Oaktree Foundation's Corporate Study Tour
25 June 2004 at 1:06 pm
Australia’s first youth-run international aid organisation, The Oaktree Foundation is about to embark on a corporate study tour of South Africa to give potential youth mentors an up-close-and-personal look at just what the work involves.
Nine Australians with various business backgrounds will make the trip with Oaktree founder and Young Australian of the Year, Hugh Evans in July and organisers say it wont be a tour for the feint-hearted.
Tour organiser, Lisa Scerri says the aim is to learn more about issues of global poverty and injustice in a tangible way.
Scerri says participants will be shown the Oaktree’s aid and development projects and with this knowledge return home to further promote these projects.
She says that no matter how many starving children you see on TV nothing compares to actually experiencing the poverty of the third world first-hand.
She says it’s their hope that the Study Tour will provide that experience and in turn will generate actions to curb these injustices. And she adds that the tour will be highly challenging and confronting, so as to motivate and empower Australians into action.

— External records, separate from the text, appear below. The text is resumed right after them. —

use crate::{NodeId, Size, Vec2};

#[derive(Clone, Copy, Debug, PartialEq, Eq, Hash)]
pub struct PointerId(pub u64);

#[derive(Clone, Copy, Debug, PartialEq, Eq)]
pub enum PointerKind {
    Mouse,
    Touch,
}

#[derive(Clone, Copy, Debug, PartialEq, Eq)]
pub enum PointerButton {
    Primary,   // Left mouse, touch
    Secondary, // Right mouse
    Tertiary,  // Middle mouse
}

#[derive(Clone, Copy, Debug, PartialEq, Eq)]
pub enum PointerEventKind {
    Down(PointerButton),
    Up(PointerButton),
    Move,
    Cancel,
    Enter,
    Leave,
}

#[derive(Clone, Debug)]
pub struct PointerEvent {
    pub id: PointerId,
    pub kind: PointerKind,
    pub event: PointerEventKind,
    /// Client-space position.
    pub position: Vec2,
    /// Node the host hit-tested this event to.
    pub target: NodeId,
    pub modifiers: Modifiers,
}

impl PointerEvent {
    /// Mouse event at horizontal client position `x`.
    pub fn mouse(event: PointerEventKind, target: NodeId, x: f32) -> Self {
        Self {
            id: PointerId(0),
            kind: PointerKind::Mouse,
            event,
            position: Vec2 { x, y: 0.0 },
            target,
            modifiers: Modifiers::default(),
        }
    }
}

#[derive(Clone, Copy, Debug, Default, PartialEq, Eq)]
pub struct Modifiers {
    pub shift: bool,
    pub ctrl: bool,
    pub alt: bool,
    pub meta: bool, // Cmd on Mac, Win key on Windows
}

/// Keys a host forwards to the engine. Anything else the host may drop;
/// only `Tab` is routed today.
#[derive(Clone, Copy, Debug, PartialEq, Eq)]
pub enum Key {
    Tab,
    Enter,
    Escape,
    Space,
    ArrowLeft,
    ArrowRight,
    Home,
    End,
}

#[derive(Clone, Debug)]
pub struct KeyEvent {
    pub key: Key,
    pub modifiers: Modifiers,
    pub is_repeat: bool,
    /// Node holding focus when the key went down.
    pub target: NodeId,
}

impl KeyEvent {
    pub fn new(key: Key, target: NodeId) -> Self {
        Self {
            key,
            modifiers: Modifiers::default(),
            is_repeat: false,
            target,
        }
    }

    pub fn tab(target: NodeId) -> Self {
        Self::new(Key::Tab, target)
    }

    pub fn shift_tab(target: NodeId) -> Self {
        Self {
            modifiers: Modifiers {
                shift: true,
                ..Modifiers::default()
            },
            ..Self::tab(target)
        }
    }
}

/// Every signal a host forwards into the engine.
#[derive(Clone, Debug)]
pub enum HostEvent {
    Pointer(PointerEvent),
    Key(KeyEvent),
    /// Viewport resized.
    Resize(Size),
    /// Native scroll position of `target` changed.
    Scroll { target: NodeId },
    /// Children of `target` were added, removed or resized.
    ContentChanged { target: NodeId },
}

Melbourne lawyer, Leanne O’Donnell from Middletons says her firm committed last year to a pro bono partnership with the Oaktree Foundation and Hugh invited her to join the corporate study tour.
The catalyst for the Oaktree Foundation (OT) was Hugh Evans’s trip to a rural community in Natal, South Africa. With a grant from World Vision Australia, Hugh oversaw the development of an educational resource centre and accompanying sports field. Hugh is currently a second year Science/Law student at Monash University in Melbourne.
The Oaktree Foundation believes that access to education is the key to making lasting change in developing communities. All volunteers are under the age of 25.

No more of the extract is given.